The latest inappropriate decree by a legislator to hire more minorities in government came during a recent hearing with U.S. Supreme Court justices who are asking for more federal security funds due to the volume of threats the court receives.
Justice Clarence Thomas told the House subcommittee that allocates the court’s funding that it needs money for a dozen additional police officers, though ideally it could use double that amount. Thomas has attended the annual appropriations hearings since George H.W. Bush appointed him to the bench in 1991.
During the largely boring and typically uneventful exchange with committee members, Thomas got bombarded by the chairwoman of the Congressional Black Caucus, according to a reputable news report. California Democrat Barbara Lee pressed Thomas on the lack of diversity among the Supreme Court’s prestigious clerkships.
She skeptically asked Thomas about the court’s efforts to attract clerks from minority groups and particularly from law schools that are not in the prestigious Ivy League. Thomas said the clerks he considers have previously worked for other federal appellate courts and come from a wide range of schools.
A few weeks ago a Florida Democrat (Debbie Wasserman Schultz) issued a similar edict to the director of the Congressional Budget Office (CBO), the nonpartisan agency that provides Congress with crucial economic data on pending legislation. Wasserman Schultz, who essentially controls the CBO’s funding, actually ordered the agency to create a quota system to hire more women and minorities.
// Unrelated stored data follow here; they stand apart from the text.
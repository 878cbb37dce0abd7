//! Connection configuration and pool construction.

use migcheck_core::MigcheckError;

/// Parameters for connecting to the target database.
#[derive(Debug, Clone)]
pub struct DatabaseConfig {
    /// The database name.
    pub name: String,
    /// The database host.
    pub host: String,
    /// The database port.
    pub port: u16,
    /// The database user.
    pub user: Option<String>,
    /// The database password.
    pub password: Option<String>,
}

impl DatabaseConfig {
    /// Creates a configuration for a PostgreSQL database.
    pub fn postgres(name: impl Into<String>, host: impl Into<String>, port: u16) -> Self {
        Self {
            name: name.into(),
            host: host.into(),
            port,
            user: None,
            password: None,
        }
    }

    /// Sets the user to connect as.
    #[must_use]
    pub fn user(mut self, user: impl Into<String>) -> Self {
        self.user = Some(user.into());
        self
    }

    /// Sets the password to authenticate with.
    #[must_use]
    pub fn password(mut self, password: impl Into<String>) -> Self {
        self.password = Some(password.into());
        self
    }

    /// Builds a `deadpool-postgres` pool from this configuration.
    pub fn create_pool(&self) -> Result<deadpool_postgres::Pool, MigcheckError> {
        let mut pg_config = deadpool_postgres::Config::new();
        pg_config.dbname = Some(self.name.clone());
        pg_config.host = Some(self.host.clone());
        pg_config.port = Some(self.port);
        pg_config.user = self.user.clone();
        pg_config.password = self.password.clone();

        pg_config
            .create_pool(
                Some(deadpool_postgres::Runtime::Tokio1),
                tokio_postgres::NoTls,
            )
            .map_err(|e| MigcheckError::Configuration(format!("Failed to create pool: {e}")))
    }
}

#[cfg(test)]
mod tests {
    use super::*;

    #[test]
    fn test_config_postgres() {
        let cfg = DatabaseConfig::postgres("appdb", "localhost", 5432);
        assert_eq!(cfg.name, "appdb");
        assert_eq!(cfg.host, "localhost");
        assert_eq!(cfg.port, 5432);
        assert!(cfg.user.is_none());
    }

    #[test]
    fn test_config_builder() {
        let cfg = DatabaseConfig::postgres("appdb", "db.internal", 5432)
            .user("migcheck")
            .password("secret");
        assert_eq!(cfg.user.as_deref(), Some("migcheck"));
        assert_eq!(cfg.password.as_deref(), Some("secret"));
    }
}
//! Error types for the migcheck crates.
//!
//! All fallible APIs return [`MigcheckError`]. There are no retries anywhere
//! in the engine: every failure propagates to the caller and halts the run.

use thiserror::Error;

/// The primary error type for migcheck.
///
/// Variants are grouped by where the failure originates: the database
/// session, the consistency precondition, SQL classification, or
/// configuration.
#[derive(Error, Debug)]
pub enum MigcheckError {
    /// A database statement or transaction control command failed.
    ///
    /// On the transactional path the database has already rolled the
    /// migration back. On the non-transactional path the schema may be left
    /// partially migrated; there is no automatic cleanup.
    #[error("Database error: {0}")]
    Database(String),

    /// An applied migration's dependencies were not themselves applied.
    ///
    /// Raised by the consistency precondition before any migration is
    /// applied. Proceeding would corrupt the applied-migrations record.
    #[error("Inconsistent migration history: {0}")]
    InconsistentHistory(String),

    /// A migration failed while being applied.
    ///
    /// Fatal for the whole run; migrations applied before this one were
    /// already reported and stay applied.
    #[error("Failed to apply migration {app_label}.{name}: {reason}")]
    ApplyFailed {
        /// The app label of the failing migration.
        app_label: String,
        /// The name of the failing migration.
        name: String,
        /// What went wrong.
        reason: String,
    },

    /// Raw SQL could not be tokenized for transaction-discipline
    /// classification.
    ///
    /// The classifier treats this conservatively (non-transactional
    /// execution), so this variant surfaces only when callers ask for a
    /// strict classification.
    #[error("Cannot classify SQL: {0}")]
    SqlClassification(String),

    /// A connection or pool could not be constructed from the configuration.
    #[error("Configuration error: {0}")]
    Configuration(String),
}

#[cfg(test)]
mod tests {
    use super::*;

    #[test]
    fn test_display_database() {
        let err = MigcheckError::Database("connection reset".into());
        assert_eq!(err.to_string(), "Database error: connection reset");
    }

    #[test]
    fn test_display_apply_failed() {
        let err = MigcheckError::ApplyFailed {
            app_label: "shop".into(),
            name: "0004_orderline".into(),
            reason: "relation does not exist".into(),
        };
        assert_eq!(
            err.to_string(),
            "Failed to apply migration shop.0004_orderline: relation does not exist"
        );
    }

    #[test]
    fn test_display_inconsistent_history() {
        let err = MigcheckError::InconsistentHistory("shop.0002 before shop.0001".into());
        assert!(err.to_string().starts_with("Inconsistent migration history"));
    }
}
The CBO’s director, Douglas Elmendorf, said he’s tried hiring more minorities by recruiting at historically black colleges and universities but claims there aren’t many women and minorities who qualify to work at the agency, which requires candidates to be U.S. citizens due to the delicate nature of the work. Not many U.S.-citizen women or minorities are earning doctoral degrees in economics, which makes the hiring pool small, Elmendorf told Wasserman Schultz.
The notoriously liberal lawmaker from south Florida insisted, telling the CBO director that he’s “got to reach down much further” by taking a “leadership role” in raising awareness of math and economics as careers for women and minorities. She also told Elmendorf that he needs to start a program to get children well before college because by that age women and minorities have already decided against math and economics.